Assigned task. Only lines that contain the word "impl" belong in the answer; copy them from the records below.

Data extracted from a collection.
BEGIN

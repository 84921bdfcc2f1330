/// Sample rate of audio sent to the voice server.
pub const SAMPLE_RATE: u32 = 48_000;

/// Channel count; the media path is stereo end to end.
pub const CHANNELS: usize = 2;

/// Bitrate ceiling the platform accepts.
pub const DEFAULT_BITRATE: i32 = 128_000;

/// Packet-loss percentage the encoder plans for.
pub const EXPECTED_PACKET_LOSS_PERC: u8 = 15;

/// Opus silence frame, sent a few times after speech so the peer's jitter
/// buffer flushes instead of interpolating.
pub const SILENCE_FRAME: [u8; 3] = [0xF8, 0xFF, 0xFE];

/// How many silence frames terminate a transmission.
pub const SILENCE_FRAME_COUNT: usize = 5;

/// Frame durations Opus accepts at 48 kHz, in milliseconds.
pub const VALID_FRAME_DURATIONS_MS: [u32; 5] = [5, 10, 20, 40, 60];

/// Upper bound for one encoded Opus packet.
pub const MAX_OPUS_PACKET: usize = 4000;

END
BEGIN

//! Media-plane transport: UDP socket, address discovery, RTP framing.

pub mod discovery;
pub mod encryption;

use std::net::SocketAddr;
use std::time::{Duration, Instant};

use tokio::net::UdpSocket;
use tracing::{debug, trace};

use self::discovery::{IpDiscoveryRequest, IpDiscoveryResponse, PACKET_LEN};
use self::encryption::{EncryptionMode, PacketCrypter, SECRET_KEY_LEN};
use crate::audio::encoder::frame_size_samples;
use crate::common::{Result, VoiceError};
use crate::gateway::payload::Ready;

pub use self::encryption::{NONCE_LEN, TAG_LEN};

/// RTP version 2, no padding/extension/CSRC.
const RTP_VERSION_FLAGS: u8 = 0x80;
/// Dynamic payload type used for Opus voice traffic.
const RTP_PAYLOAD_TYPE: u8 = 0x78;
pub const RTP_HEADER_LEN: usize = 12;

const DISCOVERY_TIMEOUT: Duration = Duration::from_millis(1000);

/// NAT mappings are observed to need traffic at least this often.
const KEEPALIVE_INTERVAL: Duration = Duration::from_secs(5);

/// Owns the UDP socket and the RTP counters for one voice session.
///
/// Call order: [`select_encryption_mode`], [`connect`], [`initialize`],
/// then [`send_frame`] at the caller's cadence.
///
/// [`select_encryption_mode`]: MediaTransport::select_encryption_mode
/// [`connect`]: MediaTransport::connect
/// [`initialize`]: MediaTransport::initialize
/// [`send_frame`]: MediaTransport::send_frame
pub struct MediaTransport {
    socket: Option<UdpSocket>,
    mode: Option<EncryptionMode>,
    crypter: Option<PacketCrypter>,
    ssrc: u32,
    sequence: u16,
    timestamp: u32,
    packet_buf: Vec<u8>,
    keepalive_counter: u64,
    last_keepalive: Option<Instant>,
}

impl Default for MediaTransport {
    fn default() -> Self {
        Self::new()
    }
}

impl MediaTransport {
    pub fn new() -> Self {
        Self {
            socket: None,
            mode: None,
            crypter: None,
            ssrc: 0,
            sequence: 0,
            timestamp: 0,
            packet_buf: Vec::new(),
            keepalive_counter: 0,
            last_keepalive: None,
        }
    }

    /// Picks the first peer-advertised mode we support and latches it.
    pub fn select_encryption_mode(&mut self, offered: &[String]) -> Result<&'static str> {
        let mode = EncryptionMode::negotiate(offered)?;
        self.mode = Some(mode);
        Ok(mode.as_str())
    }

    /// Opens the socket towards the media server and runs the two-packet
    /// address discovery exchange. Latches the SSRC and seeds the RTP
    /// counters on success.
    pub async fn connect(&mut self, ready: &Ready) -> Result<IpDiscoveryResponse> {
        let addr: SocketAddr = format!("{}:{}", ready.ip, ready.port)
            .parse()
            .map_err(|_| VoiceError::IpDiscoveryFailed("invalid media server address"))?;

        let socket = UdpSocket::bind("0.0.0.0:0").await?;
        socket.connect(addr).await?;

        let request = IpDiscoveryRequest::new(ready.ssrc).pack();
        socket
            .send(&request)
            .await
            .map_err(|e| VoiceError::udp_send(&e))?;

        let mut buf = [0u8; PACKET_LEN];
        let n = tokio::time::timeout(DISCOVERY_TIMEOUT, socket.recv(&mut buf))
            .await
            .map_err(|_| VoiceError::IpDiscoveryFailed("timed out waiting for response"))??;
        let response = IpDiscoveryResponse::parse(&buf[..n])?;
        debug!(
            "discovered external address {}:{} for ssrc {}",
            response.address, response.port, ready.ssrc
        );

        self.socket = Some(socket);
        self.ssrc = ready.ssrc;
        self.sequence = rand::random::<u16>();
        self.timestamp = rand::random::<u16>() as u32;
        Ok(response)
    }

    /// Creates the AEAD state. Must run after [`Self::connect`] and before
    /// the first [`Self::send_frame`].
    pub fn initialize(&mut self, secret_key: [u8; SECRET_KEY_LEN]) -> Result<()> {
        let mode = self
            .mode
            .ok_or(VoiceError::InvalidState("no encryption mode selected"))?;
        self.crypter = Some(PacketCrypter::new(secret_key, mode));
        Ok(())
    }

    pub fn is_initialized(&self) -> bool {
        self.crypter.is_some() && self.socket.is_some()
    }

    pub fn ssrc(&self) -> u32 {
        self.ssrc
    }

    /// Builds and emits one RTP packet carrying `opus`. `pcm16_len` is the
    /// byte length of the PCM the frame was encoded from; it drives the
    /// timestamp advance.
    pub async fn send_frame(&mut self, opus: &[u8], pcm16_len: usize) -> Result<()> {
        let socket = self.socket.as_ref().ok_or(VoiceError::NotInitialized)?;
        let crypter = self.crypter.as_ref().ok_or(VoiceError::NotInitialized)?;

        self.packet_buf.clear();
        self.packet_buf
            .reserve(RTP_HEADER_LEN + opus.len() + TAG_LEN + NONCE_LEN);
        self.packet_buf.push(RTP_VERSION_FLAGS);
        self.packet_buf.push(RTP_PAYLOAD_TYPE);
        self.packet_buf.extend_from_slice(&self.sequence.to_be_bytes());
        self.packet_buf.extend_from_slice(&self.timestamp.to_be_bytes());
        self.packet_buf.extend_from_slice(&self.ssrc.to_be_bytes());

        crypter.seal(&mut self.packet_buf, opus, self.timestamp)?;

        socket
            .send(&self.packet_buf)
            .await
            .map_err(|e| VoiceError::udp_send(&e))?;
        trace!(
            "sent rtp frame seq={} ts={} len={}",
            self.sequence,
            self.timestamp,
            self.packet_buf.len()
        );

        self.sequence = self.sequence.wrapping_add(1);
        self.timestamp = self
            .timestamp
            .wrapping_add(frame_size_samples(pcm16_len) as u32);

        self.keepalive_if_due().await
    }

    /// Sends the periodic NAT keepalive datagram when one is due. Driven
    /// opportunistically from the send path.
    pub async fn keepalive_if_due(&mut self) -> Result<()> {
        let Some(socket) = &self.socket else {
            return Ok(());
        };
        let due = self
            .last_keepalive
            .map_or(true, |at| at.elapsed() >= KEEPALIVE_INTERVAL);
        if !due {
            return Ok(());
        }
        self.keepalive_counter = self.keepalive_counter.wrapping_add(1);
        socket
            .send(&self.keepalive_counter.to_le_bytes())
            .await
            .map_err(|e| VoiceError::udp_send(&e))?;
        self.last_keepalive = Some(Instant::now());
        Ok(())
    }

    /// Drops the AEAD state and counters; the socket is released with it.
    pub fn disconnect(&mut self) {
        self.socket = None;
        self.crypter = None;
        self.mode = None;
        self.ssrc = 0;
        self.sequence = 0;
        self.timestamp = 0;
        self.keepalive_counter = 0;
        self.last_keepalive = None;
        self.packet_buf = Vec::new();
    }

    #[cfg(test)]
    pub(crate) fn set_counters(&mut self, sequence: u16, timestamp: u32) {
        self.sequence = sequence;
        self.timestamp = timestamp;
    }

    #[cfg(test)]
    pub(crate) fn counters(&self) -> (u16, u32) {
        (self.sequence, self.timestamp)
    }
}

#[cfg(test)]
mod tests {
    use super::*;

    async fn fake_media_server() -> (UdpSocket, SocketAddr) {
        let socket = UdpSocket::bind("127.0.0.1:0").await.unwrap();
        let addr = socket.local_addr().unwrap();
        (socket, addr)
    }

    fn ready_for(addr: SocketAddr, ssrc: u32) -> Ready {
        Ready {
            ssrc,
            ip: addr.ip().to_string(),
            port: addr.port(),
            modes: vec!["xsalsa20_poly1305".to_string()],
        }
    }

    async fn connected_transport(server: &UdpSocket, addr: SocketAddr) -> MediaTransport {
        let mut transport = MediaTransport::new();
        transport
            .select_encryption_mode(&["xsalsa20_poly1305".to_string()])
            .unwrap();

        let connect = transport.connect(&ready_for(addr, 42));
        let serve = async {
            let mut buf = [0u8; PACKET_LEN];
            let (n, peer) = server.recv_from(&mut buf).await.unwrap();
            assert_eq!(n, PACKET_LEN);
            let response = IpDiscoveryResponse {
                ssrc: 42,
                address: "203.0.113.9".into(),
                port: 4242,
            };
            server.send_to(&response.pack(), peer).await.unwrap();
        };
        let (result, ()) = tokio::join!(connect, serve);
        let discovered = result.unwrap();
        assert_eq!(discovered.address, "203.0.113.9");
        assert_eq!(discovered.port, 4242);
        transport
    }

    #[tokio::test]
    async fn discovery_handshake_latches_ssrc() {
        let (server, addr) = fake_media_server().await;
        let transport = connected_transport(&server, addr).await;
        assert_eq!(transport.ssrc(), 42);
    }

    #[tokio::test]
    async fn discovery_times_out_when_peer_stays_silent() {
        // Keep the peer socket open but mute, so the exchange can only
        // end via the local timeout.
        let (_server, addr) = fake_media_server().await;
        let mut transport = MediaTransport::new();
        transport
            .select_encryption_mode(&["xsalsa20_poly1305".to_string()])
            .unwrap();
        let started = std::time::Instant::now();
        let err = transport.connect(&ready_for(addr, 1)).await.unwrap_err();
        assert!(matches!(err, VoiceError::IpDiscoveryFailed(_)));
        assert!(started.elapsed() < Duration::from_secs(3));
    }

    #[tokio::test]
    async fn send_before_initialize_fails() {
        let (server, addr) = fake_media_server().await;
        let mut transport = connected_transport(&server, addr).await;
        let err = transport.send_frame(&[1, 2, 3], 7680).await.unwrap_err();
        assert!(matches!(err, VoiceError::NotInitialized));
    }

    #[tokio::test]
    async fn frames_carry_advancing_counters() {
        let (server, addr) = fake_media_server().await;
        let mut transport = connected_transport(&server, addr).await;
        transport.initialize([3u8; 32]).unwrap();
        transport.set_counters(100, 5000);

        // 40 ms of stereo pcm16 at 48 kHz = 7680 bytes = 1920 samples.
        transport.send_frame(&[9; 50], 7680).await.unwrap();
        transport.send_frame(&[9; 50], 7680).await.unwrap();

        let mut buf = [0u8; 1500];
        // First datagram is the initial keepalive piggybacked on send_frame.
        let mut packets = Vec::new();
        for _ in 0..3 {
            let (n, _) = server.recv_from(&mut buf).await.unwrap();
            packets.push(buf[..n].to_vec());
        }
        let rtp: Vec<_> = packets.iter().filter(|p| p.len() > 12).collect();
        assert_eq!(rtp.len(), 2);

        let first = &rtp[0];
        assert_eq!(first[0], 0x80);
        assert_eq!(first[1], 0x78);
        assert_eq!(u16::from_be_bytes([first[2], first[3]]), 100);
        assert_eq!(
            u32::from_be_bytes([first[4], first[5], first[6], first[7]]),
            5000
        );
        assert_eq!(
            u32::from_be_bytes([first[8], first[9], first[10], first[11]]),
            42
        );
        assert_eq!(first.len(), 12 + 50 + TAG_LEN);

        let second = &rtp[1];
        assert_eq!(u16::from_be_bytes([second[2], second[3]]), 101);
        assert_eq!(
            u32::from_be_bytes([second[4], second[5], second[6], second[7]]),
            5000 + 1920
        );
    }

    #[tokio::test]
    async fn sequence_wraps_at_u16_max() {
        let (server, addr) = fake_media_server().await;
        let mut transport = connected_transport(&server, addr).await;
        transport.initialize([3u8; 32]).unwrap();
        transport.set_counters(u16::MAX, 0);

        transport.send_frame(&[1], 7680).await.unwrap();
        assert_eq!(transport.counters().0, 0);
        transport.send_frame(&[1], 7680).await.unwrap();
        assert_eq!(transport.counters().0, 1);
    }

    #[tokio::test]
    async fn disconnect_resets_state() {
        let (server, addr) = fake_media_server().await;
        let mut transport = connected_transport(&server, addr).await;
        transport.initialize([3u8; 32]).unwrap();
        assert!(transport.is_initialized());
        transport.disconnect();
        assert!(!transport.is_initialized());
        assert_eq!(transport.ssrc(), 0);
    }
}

END
BEGIN

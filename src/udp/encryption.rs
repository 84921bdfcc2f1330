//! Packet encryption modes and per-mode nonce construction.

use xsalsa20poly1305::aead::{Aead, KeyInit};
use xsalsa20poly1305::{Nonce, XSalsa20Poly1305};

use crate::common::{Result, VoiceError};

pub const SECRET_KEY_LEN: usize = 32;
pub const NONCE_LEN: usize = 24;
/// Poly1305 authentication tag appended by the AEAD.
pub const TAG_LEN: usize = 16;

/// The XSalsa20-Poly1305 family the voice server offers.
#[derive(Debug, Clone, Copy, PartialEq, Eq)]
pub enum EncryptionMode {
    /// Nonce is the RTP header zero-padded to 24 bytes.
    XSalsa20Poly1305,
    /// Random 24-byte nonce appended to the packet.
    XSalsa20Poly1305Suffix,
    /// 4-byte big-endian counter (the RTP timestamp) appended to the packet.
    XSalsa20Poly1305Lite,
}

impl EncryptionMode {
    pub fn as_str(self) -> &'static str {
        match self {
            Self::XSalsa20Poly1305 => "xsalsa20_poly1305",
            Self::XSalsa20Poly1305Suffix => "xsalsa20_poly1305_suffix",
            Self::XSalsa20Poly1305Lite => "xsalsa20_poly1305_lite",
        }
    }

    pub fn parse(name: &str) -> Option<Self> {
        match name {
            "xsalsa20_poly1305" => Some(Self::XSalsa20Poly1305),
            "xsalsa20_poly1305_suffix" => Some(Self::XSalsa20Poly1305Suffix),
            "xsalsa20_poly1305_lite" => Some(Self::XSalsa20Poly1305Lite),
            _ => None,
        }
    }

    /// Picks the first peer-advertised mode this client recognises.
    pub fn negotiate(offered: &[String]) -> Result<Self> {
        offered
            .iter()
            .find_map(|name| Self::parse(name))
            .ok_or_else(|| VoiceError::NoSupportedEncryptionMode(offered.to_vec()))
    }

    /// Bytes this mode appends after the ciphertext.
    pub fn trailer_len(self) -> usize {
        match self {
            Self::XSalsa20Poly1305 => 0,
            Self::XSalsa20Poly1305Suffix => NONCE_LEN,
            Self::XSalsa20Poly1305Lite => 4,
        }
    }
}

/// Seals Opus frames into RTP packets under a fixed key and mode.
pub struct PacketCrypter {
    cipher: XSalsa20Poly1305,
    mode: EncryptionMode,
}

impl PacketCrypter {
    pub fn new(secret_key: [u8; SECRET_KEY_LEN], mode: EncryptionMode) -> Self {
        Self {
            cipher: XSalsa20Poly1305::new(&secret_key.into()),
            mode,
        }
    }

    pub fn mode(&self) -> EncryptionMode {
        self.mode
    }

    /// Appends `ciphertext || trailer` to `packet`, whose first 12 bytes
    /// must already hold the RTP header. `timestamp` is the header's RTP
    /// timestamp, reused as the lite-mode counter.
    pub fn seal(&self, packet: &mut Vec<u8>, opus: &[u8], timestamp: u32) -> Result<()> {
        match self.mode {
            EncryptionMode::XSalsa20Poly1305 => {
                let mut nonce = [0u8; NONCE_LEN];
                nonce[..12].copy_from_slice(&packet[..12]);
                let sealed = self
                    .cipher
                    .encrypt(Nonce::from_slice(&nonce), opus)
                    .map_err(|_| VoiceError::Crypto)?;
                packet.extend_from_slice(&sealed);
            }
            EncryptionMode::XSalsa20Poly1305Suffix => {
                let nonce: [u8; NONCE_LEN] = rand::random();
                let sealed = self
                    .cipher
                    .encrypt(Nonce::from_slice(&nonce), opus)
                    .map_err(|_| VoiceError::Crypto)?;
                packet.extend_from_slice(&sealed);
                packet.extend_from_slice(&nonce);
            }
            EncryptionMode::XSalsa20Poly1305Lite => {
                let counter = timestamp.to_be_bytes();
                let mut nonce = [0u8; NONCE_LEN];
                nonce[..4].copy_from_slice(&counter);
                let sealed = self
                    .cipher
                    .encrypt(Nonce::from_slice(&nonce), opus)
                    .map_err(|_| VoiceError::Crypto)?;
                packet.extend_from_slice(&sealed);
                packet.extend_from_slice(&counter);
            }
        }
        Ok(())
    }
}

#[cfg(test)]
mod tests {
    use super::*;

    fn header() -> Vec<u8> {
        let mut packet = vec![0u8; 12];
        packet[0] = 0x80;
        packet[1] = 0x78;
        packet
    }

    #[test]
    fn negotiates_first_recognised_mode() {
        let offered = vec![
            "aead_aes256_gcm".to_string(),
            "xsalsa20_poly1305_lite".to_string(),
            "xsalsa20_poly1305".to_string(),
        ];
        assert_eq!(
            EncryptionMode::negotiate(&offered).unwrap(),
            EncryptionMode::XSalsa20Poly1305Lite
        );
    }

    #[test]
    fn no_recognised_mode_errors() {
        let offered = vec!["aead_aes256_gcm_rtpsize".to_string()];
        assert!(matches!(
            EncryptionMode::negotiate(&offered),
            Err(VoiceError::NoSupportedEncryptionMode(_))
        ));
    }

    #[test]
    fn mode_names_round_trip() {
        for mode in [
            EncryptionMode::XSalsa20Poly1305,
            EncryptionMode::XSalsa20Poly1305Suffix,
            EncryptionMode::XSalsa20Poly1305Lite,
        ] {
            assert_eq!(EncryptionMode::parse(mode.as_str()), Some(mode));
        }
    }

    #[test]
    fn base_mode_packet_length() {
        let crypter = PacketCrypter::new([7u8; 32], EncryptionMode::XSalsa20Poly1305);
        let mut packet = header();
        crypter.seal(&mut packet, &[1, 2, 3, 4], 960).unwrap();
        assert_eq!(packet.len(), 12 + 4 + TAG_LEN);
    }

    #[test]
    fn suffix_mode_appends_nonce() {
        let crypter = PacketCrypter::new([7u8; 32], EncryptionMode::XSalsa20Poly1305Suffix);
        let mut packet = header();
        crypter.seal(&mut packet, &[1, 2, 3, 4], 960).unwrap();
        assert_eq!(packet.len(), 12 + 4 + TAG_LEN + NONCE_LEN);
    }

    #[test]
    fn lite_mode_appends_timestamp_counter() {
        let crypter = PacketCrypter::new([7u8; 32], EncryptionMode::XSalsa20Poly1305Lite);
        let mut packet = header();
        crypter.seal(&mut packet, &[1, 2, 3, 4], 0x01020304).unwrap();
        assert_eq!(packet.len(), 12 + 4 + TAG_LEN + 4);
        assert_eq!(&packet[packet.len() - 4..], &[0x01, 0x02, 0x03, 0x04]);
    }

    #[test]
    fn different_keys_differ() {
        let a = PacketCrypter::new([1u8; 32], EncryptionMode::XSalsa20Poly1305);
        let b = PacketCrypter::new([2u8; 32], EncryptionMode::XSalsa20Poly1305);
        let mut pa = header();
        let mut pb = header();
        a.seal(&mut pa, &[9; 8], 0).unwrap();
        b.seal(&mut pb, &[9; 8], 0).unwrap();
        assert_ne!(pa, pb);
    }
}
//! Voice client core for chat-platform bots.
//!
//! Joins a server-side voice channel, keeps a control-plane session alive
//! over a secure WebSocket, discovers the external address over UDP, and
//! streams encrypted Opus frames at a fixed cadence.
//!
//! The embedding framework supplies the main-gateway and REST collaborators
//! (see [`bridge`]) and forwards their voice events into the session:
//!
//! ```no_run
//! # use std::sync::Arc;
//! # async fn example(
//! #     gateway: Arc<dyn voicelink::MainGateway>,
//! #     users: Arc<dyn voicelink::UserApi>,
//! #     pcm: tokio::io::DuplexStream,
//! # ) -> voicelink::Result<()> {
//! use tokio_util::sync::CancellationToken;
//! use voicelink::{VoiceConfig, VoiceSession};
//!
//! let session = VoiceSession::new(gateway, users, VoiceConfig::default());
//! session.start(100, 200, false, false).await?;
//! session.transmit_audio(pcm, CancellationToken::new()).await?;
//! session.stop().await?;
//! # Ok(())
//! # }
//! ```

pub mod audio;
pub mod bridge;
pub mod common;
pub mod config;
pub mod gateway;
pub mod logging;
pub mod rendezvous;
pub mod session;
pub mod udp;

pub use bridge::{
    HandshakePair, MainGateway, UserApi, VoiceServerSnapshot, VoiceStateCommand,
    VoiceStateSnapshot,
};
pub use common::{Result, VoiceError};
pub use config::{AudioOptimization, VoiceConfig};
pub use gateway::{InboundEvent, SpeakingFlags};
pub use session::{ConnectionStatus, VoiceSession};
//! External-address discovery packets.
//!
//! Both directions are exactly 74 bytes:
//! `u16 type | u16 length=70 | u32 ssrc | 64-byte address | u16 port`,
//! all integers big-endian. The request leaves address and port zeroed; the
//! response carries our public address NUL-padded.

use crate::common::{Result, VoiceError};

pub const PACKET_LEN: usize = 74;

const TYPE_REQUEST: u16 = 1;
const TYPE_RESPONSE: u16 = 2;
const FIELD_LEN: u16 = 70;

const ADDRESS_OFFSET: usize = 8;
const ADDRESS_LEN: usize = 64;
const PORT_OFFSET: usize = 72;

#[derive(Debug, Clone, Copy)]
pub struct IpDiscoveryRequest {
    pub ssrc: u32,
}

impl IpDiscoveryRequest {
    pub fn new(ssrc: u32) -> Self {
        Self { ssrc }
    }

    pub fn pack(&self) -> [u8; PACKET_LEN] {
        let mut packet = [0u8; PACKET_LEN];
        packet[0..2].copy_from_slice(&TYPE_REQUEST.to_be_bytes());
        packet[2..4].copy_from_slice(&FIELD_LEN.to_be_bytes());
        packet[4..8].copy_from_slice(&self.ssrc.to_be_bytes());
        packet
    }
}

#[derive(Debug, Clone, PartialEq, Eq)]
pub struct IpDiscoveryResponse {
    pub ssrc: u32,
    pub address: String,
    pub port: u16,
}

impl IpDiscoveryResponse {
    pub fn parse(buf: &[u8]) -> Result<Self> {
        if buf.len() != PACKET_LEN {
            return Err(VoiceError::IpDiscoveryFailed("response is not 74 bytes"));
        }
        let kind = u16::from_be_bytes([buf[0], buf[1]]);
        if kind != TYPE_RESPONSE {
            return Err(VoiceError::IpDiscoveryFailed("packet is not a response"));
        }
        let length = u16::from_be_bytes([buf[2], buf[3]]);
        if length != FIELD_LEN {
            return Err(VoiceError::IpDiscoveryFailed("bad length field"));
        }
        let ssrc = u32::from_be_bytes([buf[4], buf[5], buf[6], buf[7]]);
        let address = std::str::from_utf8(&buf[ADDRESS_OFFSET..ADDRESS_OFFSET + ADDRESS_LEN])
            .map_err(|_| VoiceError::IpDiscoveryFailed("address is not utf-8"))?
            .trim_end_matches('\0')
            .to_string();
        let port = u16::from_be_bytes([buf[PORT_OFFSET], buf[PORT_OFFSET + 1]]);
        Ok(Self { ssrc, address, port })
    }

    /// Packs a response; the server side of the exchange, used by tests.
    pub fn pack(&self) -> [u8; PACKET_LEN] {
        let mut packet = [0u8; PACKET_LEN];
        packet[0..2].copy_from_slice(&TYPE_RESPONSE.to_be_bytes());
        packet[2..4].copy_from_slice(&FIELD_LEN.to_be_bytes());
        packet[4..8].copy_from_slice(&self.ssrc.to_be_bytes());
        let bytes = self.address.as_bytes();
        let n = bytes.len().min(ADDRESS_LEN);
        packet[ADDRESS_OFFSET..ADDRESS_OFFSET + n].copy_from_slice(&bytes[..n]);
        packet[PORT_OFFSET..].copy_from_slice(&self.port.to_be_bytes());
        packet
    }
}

END

Expected output.
impl Default for MediaTransport {
impl MediaTransport {
impl EncryptionMode {
impl PacketCrypter {
impl IpDiscoveryRequest {
impl IpDiscoveryResponse {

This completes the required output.